Personal information
- Full name: Ryo Shibata
- Born: February 24, 1987 (age 39) Kushiro, Hokkaido, Japan
- Height: 1.69 m (5 ft 7 in)

Figure skating career
- Country: Japan
- Skating club: Meiji University Club
- Began skating: 1998
- Retired: July 12, 2018

Japanese name
- Kanji: 柴田嶺
- Kana: しばた りょう
- Romanization: Shibata Ryō

= Ryo Shibata =

Japanese figure skater

Ryo Shibata (柴田 嶺, Shibata Ryō) is a former Japanese competitive figure skater. He currently competes in pair skating with Narumi Takahashi.

== Personal life ==
Shibata was born on February 24, 1987, in Kushiro, Hokkaido, Japan.

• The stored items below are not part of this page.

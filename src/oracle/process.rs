//! Runs a UCI engine as a child process and queries it for moves.
//!
//! A dedicated thread reads the engine's stdout and forwards complete lines
//! through a channel, so every wait on the engine has a deadline. The process
//! lives exactly as long as the [`UciEngine`] value: dropping it asks the
//! engine to quit and kills it if it does not.

use std::io::{BufRead, BufReader, Write};
use std::path::PathBuf;
use std::process::{Child, ChildStdin, Command as Process, Stdio};
use std::thread;
use std::time::{Duration, Instant};

use crossbeam_channel::{Receiver, RecvTimeoutError};
use tracing::{debug, info, trace, warn};

use crate::chess::core::Move;
use crate::chess::position::Position;
use crate::oracle::uci::{Command, Response};
use crate::oracle::{MoveOracle, OracleError};

/// How long the engine gets to exit after `quit` before it is killed.
const QUIT_GRACE: Duration = Duration::from_millis(500);

/// Where to find the engine and how patient to be with it.
#[derive(Clone, Debug)]
pub struct UciEngineConfig {
    /// Executable to run, looked up in `PATH` when it is not a path.
    pub program: PathBuf,
    /// Command-line arguments for the executable.
    pub args: Vec<String>,
    /// `setoption` pairs sent after the handshake.
    pub options: Vec<(String, String)>,
    /// Deadline for `uciok` and `readyok`.
    pub startup_timeout: Duration,
    /// Extra time on top of the search budget before the search is abandoned.
    pub response_grace: Duration,
}

impl UciEngineConfig {
    /// Configuration with default timeouts and no arguments or options.
    #[must_use]
    pub fn new(program: impl Into<PathBuf>) -> Self {
        Self {
            program: program.into(),
            args: Vec::new(),
            options: Vec::new(),
            startup_timeout: Duration::from_secs(5),
            response_grace: Duration::from_secs(1),
        }
    }

    #[must_use]
    #[allow(missing_docs)]
    pub fn with_args<I, S>(mut self, args: I) -> Self
    where
        I: IntoIterator<Item = S>,
        S: Into<String>,
    {
        self.args.extend(args.into_iter().map(Into::into));
        self
    }

    #[must_use]
    #[allow(missing_docs)]
    pub fn with_option(mut self, name: impl Into<String>, value: impl Into<String>) -> Self {
        self.options.push((name.into(), value.into()));
        self
    }
}

/// A running UCI engine.
#[derive(Debug)]
pub struct UciEngine {
    config: UciEngineConfig,
    child: Child,
    stdin: ChildStdin,
    lines: Receiver<String>,
    name: String,
    /// False after an abandoned search: a stale `bestmove` may still arrive
    /// and has to be drained before the next query.
    in_sync: bool,
}

impl UciEngine {
    /// Starts the engine and completes the UCI handshake.
    ///
    /// # Errors
    ///
    /// [`OracleError::Unavailable`] if the process can not be started or exits
    /// early, [`OracleError::Timeout`] if it does not finish the handshake in
    /// time.
    pub fn spawn(config: UciEngineConfig) -> Result<Self, OracleError> {
        let program = config.program.display().to_string();
        let mut child = Process::new(&config.program)
            .args(&config.args)
            .stdin(Stdio::piped())
            .stdout(Stdio::piped())
            .stderr(Stdio::null())
            .spawn()
            .map_err(|e| OracleError::Unavailable(format!("can not start {program}: {e}")))?;
        let (Some(stdin), Some(stdout)) = (child.stdin.take(), child.stdout.take()) else {
            let _ = child.kill();
            return Err(OracleError::Unavailable(format!(
                "{program} has no piped stdio"
            )));
        };

        let (sender, lines) = crossbeam_channel::unbounded();
        let reader = thread::Builder::new()
            .name("uci-reader".to_string())
            .spawn(move || {
                for line in BufReader::new(stdout).lines() {
                    let Ok(line) = line else { break };
                    if sender.send(line).is_err() {
                        break;
                    }
                }
            });
        if let Err(e) = reader {
            let _ = child.kill();
            return Err(OracleError::Unavailable(format!(
                "can not read from {program}: {e}"
            )));
        }

        let mut engine = Self {
            config,
            child,
            stdin,
            lines,
            name: program,
            in_sync: true,
        };
        engine.handshake()?;
        info!(engine = %engine.name, "engine is ready");
        Ok(engine)
    }

    fn handshake(&mut self) -> Result<(), OracleError> {
        self.send(&Command::Uci)?;
        let mut name = None;
        self.wait_for(self.config.startup_timeout, |response| match response {
            Response::Name(engine) => {
                name = Some(engine);
                None
            },
            Response::UciOk => Some(()),
            _ => None,
        })?;
        if let Some(name) = name {
            self.name = name;
        }
        for (name, value) in self.config.options.clone() {
            self.send(&Command::SetOption {
                name,
                value: Some(value),
            })?;
        }
        self.synchronize()
    }

    /// Sends `isready` and discards everything until `readyok`, including the
    /// reply to an abandoned search.
    fn synchronize(&mut self) -> Result<(), OracleError> {
        self.send(&Command::IsReady)?;
        self.wait_for(self.config.startup_timeout, |response| {
            matches!(response, Response::ReadyOk).then_some(())
        })?;
        self.in_sync = true;
        Ok(())
    }

    fn send(&mut self, command: &Command) -> Result<(), OracleError> {
        trace!(engine = %self.name, ">> {command}");
        writeln!(self.stdin, "{command}")
            .and_then(|()| self.stdin.flush())
            .map_err(|e| OracleError::Unavailable(format!("can not write to {}: {e}", self.name)))
    }

    /// Reads responses until `accept` extracts a value or `timeout` passes.
    fn wait_for<T>(
        &self,
        timeout: Duration,
        mut accept: impl FnMut(Response) -> Option<T>,
    ) -> Result<T, OracleError> {
        let deadline = Instant::now() + timeout;
        loop {
            let remaining = deadline.saturating_duration_since(Instant::now());
            let line = match self.lines.recv_timeout(remaining) {
                Ok(line) => line,
                Err(RecvTimeoutError::Timeout) => return Err(OracleError::Timeout(timeout)),
                Err(RecvTimeoutError::Disconnected) => {
                    return Err(OracleError::Unavailable(format!(
                        "{} closed its output",
                        self.name
                    )))
                },
            };
            trace!(engine = %self.name, "<< {line}");
            if let Some(value) = accept(Response::parse(&line)) {
                return Ok(value);
            }
        }
    }
}

impl MoveOracle for UciEngine {
    fn best_move(&mut self, position: &Position, budget: Duration) -> Result<Move, OracleError> {
        if !self.in_sync {
            self.synchronize()?;
        }
        let started = Instant::now();
        self.send(&Command::SetPosition {
            fen: Some(position.to_string()),
            moves: Vec::new(),
        })?;
        self.send(&Command::Go {
            depth: None,
            nodes: None,
            movetime: Some(u64::try_from(budget.as_millis()).unwrap_or(u64::MAX)),
        })?;
        let reply = self.wait_for(budget + self.config.response_grace, |response| match response {
            Response::BestMove { best, .. } => Some(best),
            _ => None,
        });
        let best = match reply {
            Ok(best) => best,
            Err(OracleError::Timeout(_)) => {
                warn!(engine = %self.name, ?budget, "search timed out, stopping it");
                self.in_sync = false;
                let _ = self.send(&Command::Stop);
                return Err(OracleError::Timeout(budget));
            },
            Err(e) => return Err(e),
        };
        debug!(engine = %self.name, elapsed = ?started.elapsed(), ?best, "search finished");
        match best {
            Some(uci) => Move::from_uci(&uci)
                .map_err(|e| OracleError::Protocol(format!("bestmove {uci}: {e:#}"))),
            None => Err(OracleError::Protocol(format!(
                "{} has no move in {position}",
                self.name
            ))),
        }
    }

    fn new_game(&mut self) -> Result<(), OracleError> {
        self.send(&Command::NewGame)?;
        self.synchronize()
    }

    fn name(&self) -> &str {
        &self.name
    }
}

impl Drop for UciEngine {
    fn drop(&mut self) {
        let _ = self.send(&Command::Quit);
        let deadline = Instant::now() + QUIT_GRACE;
        loop {
            match self.child.try_wait() {
                Ok(Some(status)) => {
                    debug!(engine = %self.name, %status, "engine exited");
                    return;
                },
                Ok(None) if Instant::now() < deadline => thread::sleep(Duration::from_millis(10)),
                _ => break,
            }
        }
        warn!(engine = %self.name, "engine did not quit, killing it");
        let _ = self.child.kill();
        let _ = self.child.wait();
    }
}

The Japanese media called Shibata "the Japanese Johnny Weir". He was able to perform a Biellmann spin in competition.

== Career ==
Competing in men's singles, Shibata won two gold medals on the ISU Junior Grand Prix series and qualified to two ISU Junior Grand Prix Finals. He appeared at the 2003 and 2006 World Junior Championships, finishing 12th both times, and at three senior Grand Prix events. He retired in 2010.

On May 18, 2016, it was announced that Shibata had teamed up with pair skater, Narumi Takahashi, and that they would train in Geneva, Illinois, under Stefania Berton and Rockne Brubaker.

As a team, Takahashi/Shibata won the bronze medal at the 2017 Asian Open Trophy and the silver medal at the 2017–18 Japan Championships.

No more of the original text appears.